Saya katakan: engkau salah besar! Tidak semua orang yang mengaku Islam meyakini seperti itu, bahkan puluhan atau mungkin ratusan juta kaum muslimin masih meyakini bahwa para wali, orang shalih, atau haba-ib –yang kuburannya dibangun megah dan dikeramatkan di berbagai penjuru dunia– dapat memberi manfaat dan menyampaikan hajat mereka[9]. Kalaulah mereka tidak meyakini hal tersebut, niscaya tidak ada gunanya Rasulullah e melarang keras segala bentuk pengeramatan dan pengagungan terhadap orang shalih yang sudah mati. Kalaulah seluruh kaum muslimin meyakini seperti apa yang kau katakan, maka tolong jelaskan apa maksud ayat berikut?
وَمَا يُؤْمِنُ أَكْثَرُهُمْ بِاللَّهِ إِلَّا وَهُمْ مُشْرِكُونَ [يوسف/106]
Dan sebahagian besar dari mereka tidak beriman kepada Allah, melainkan dalam keadaan mempersekutukan Allah (dengan sembahan-sembahan lain).
Adapun meminta tolong kepada orang yang DIA beri keistimewaan, maka sepanjang yang dimintai tolong adalah orang yang masih hidup dan mampu menolong, maka hal tersebut tidak mengapa dan tidak ada kaitannya dengan makna istighatsah dalam syari’at. Itu adalah isti’anah (minta tolong) biasa. Tapi jika yang dimintai tolong adalah orang mati, maka kemungkinannya hanya dua: pertama, dia telah mendustakan firman Allah di atas (Faathir: 22), atau dia orang gila karena menganggap orang mati bisa mendengar ucapannya.

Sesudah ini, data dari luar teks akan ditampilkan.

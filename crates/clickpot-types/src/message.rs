//! Wire messages exchanged with connected players.
//!
//! Every event is an explicit tagged type with required fields — a payload
//! that fails to decode is rejected before it reaches any game state.
//! Inbound messages carry no identity: the directory resolves the sender
//! from the connection, never from the payload.

use std::collections::BTreeMap;

use rust_decimal::Decimal;
use serde::{Deserialize, Serialize};

use crate::{BetRecord, IdentityId, Payout, RoomId};

// ---------------------------------------------------------------------------
// Inbound
// ---------------------------------------------------------------------------

/// Messages a client sends to the directory.
#[derive(Debug, Clone, PartialEq, Serialize, Deserialize)]
#[serde(tag = "type", rename_all = "kebab-case")]
pub enum ClientMessage {
    /// Present an identity proof and obtain a registered identity.
    Register { proof: String },
    /// Commit a stake and wait for (or immediately get) an opponent.
    QueueJoin { amount: Decimal },
    /// One click. No payload — the connection identifies the clicker.
    Click,
}

// ---------------------------------------------------------------------------
// Outbound
// ---------------------------------------------------------------------------

/// Queue-join outcome reported back to the initiator.
#[derive(Debug, Clone, Copy, PartialEq, Eq, Serialize, Deserialize)]
#[serde(rename_all = "kebab-case")]
pub enum QueueStatus {
    /// No equal-amount offer was pending; the stake now waits.
    Waiting,
    /// Paired immediately with an earlier offer.
    Matched,
}

/// What one participant sees about their opponent when a match forms.
#[derive(Debug, Clone, PartialEq, Eq, Serialize, Deserialize)]
pub struct OpponentSummary {
    pub identity_id: IdentityId,
    pub display_name: String,
}

/// Per-participant line in a result broadcast.
#[derive(Debug, Clone, PartialEq, Serialize, Deserialize)]
pub struct ParticipantSummary {
    pub identity_id: IdentityId,
    pub display_name: String,
    pub clicks: u32,
    pub balance: Decimal,
}

/// Messages the directory sends to clients.
#[derive(Debug, Clone, PartialEq, Serialize, Deserialize)]
#[serde(tag = "type", rename_all = "kebab-case")]
pub enum ServerMessage {
    /// Registration succeeded.
    RegisterAck {
        identity_id: IdentityId,
        display_name: String,
        balance: Decimal,
        allowed_stakes: Vec<Decimal>,
        house_cut_rate: Decimal,
    },
    /// The stake was accepted; reports whether an opponent was found.
    QueueJoined {
        status: QueueStatus,
        amount: Decimal,
        pot: Decimal,
        house_fee: Decimal,
    },
    /// A room formed around this participant's stake.
    MatchFound {
        room_id: RoomId,
        bet: BetRecord,
        opponent: OpponentSummary,
    },
    /// The match is running; the countdown starts now.
    GameStart {
        room_id: RoomId,
        duration_ms: u64,
        time_left_ms: u64,
        bet: BetRecord,
    },
    /// Periodic countdown broadcast.
    GameTick { time_left_ms: u64 },
    /// Full click snapshot after an accepted click — a snapshot rather
    /// than a delta, since any participant may have missed earlier ticks.
    GameUpdate { clicks: BTreeMap<IdentityId, u32> },
    /// Terminal result broadcast for a room.
    GameResult {
        room_id: RoomId,
        winner: Option<IdentityId>,
        participants: Vec<ParticipantSummary>,
        payouts: Vec<Payout>,
        bet: BetRecord,
        house_balance: Decimal,
    },
    /// The receiver's balance changed.
    BalanceUpdate { balance: Decimal },
    /// Non-fatal advisory (rate limit exceeded, ...).
    Warning { message: String },
    /// Operation rejected; surfaced only to the initiator.
    Error { message: String },
}

#[cfg(test)]
mod tests {
    use super::*;

    #[test]
    fn client_message_tagged_decode() {
        let msg: ClientMessage =
            serde_json::from_str(r#"{"type":"queue-join","amount":"5"}"#).unwrap();
        assert_eq!(
            msg,
            ClientMessage::QueueJoin {
                amount: Decimal::new(5, 0)
            }
        );

        let msg: ClientMessage = serde_json::from_str(r#"{"type":"click"}"#).unwrap();
        assert_eq!(msg, ClientMessage::Click);
    }

    #[test]
    fn malformed_client_message_rejected() {
        // Missing required field.
        assert!(serde_json::from_str::<ClientMessage>(r#"{"type":"queue-join"}"#).is_err());
        // Unknown tag.
        assert!(serde_json::from_str::<ClientMessage>(r#"{"type":"cheat"}"#).is_err());
    }

    #[test]
    fn server_message_tag_is_kebab_case() {
        let msg = ServerMessage::GameTick { time_left_ms: 4200 };
        let json = serde_json::to_string(&msg).unwrap();
        assert!(json.contains(r#""type":"game-tick""#), "Got: {json}");
    }

    #[test]
    fn game_update_snapshot_roundtrip() {
        let a = IdentityId::from_external("a");
        let b = IdentityId::from_external("b");
        let mut clicks = BTreeMap::new();
        clicks.insert(a, 12);
        clicks.insert(b, 7);
        let msg = ServerMessage::GameUpdate { clicks };
        let json = serde_json::to_string(&msg).unwrap();
        let back: ServerMessage = serde_json::from_str(&json).unwrap();
        assert_eq!(msg, back);
    }
}
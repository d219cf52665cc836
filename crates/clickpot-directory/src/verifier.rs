//! The identity-proof seam.
//!
//! Verifying a proof token (HMAC check, expiry, payload decode) is an
//! external collaborator's job; the directory only consumes its verdict.
//! A failed verification is an auth error: the connection is terminated.

use clickpot_types::{ClickpotError, Result};

/// A successfully verified identity proof.
#[derive(Debug, Clone, PartialEq, Eq)]
pub struct VerifiedIdentity {
    /// Stable external identity (e.g. the messenger user id).
    pub external_id: String,
    /// Human-readable name as attested by the proof.
    pub display_name: String,
}

/// Verifies opaque identity-proof tokens presented at registration.
pub trait IdentityVerifier: Send {
    /// Verify a proof, returning the attested identity.
    ///
    /// # Errors
    /// Returns `IdentityProofRejected` for invalid or expired proofs.
    fn verify(&self, proof: &str) -> Result<VerifiedIdentity>;
}

/// Development/test verifier that accepts `"<external_id>:<display_name>"`
/// proofs at face value — the equivalent of running without a signing
/// secret configured. Never use where stakes matter.
#[derive(Debug, Clone, Copy, Default)]
pub struct PlainVerifier;

impl IdentityVerifier for PlainVerifier {
    fn verify(&self, proof: &str) -> Result<VerifiedIdentity> {
        let (external_id, display_name) =
            proof
                .split_once(':')
                .ok_or_else(|| ClickpotError::IdentityProofRejected {
                    reason: "expected <external_id>:<display_name>".to_string(),
                })?;
        if external_id.is_empty() {
            return Err(ClickpotError::IdentityProofRejected {
                reason: "empty external id".to_string(),
            });
        }
        Ok(VerifiedIdentity {
            external_id: external_id.to_string(),
            display_name: display_name.to_string(),
        })
    }
}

Cara berdalil yang Aneh bin Ajaib ala Novel Alaydrus
Saya sengaja tidak menggubris dalil-dalil bolehnya istighatsah dengan orang yang masih hidup karena semuanya shahih tapi tidak ada kaitannya dengan pembahasan ini. Kecuali dalil ketiga yang disebutkan Novel (hal 130), yaitu hadits:
إِذَا ضَلَّ أَحَدُكُمْ شَيْئاً أَوْ أَرَادَ عَوْناً وَهُوَ بِأَرْضٍ لَيْسَ فِيْهَا أَنِيْسٌ فَلْيَقُلْ: يَا عِبَادَ اللهِ أَغِيثُونِي، يَا عِبَادَ اللهِ أَغِيْثُونِي، فَإِنَّ لِلَّهِ عِبَاداً لاَ نَرَاهُمْ
“Jika salah seorang di antara kalian menghilangkan sesuatu[10] atau menginginkan pertolongan, sedangkan ia berada di suatu tempat yang tidak ada teman di sana, maka hendaklah dia mengucapkan, ‘Wahai hamba-hamba Allah tolonglah aku, wahai hamba-hamba Allah tolonglah aku’. Sesungguhnya Allah memiliki beberapa hamba yang tidak kita lihat.” (HR Thabrani). Ini bukti kedua akan ketidak jujuran Novel dalam menukil dan meriwayatkan suatu hadits. Ia sengaja mengabaikan penjelasan Al Haitsami yang disertakan di catatan kaki hadits tersebut. Al Haitsami mengatakan bahwa hadits tersebut diriwayatkan oleh Ath Thabrani, dan para perawinya dianggap tsiqah meski sebagiannya memiliki kelemahan, akan tetapi Zaid bin Ali tidak pernah berjumpa dengan ‘Utbah[11]. Selain sanad yang terputus tadi, hadits ini memiliki cacat lain karena salah seorang perawinya bernama Abdurrahman bin Syarik. Orang ini dinyatakan oleh Abu Hatim sebagai: ‘Waahil hadiets’ (=haditsnya sangat lemah), sedangkan Ibnu Hibban menyifatinya dengan kata-kata: ‘Rubbama akhtha’ (=terkadang keliru). Kemudian ia meriwayatkan dari ayahnya yang bernama Syarik bin ‘Abdillah Al Qadhi, yang disifati oleh Ibnu Hajar sebagai: ‘Shaduq yukhti’u katsieran, taghayyara hifdhuhu mundhu waliyal qadha’ (=Shaduq, banyak keliru, hafalannya melemah sejak menjabat sebagai Qadhi/hakim). Singkatnya, hadits ini adalah hadits mardud yang tidak boleh dijadikan dalil, apalagi bila menyangkut masalah aqidah seperti ini[12].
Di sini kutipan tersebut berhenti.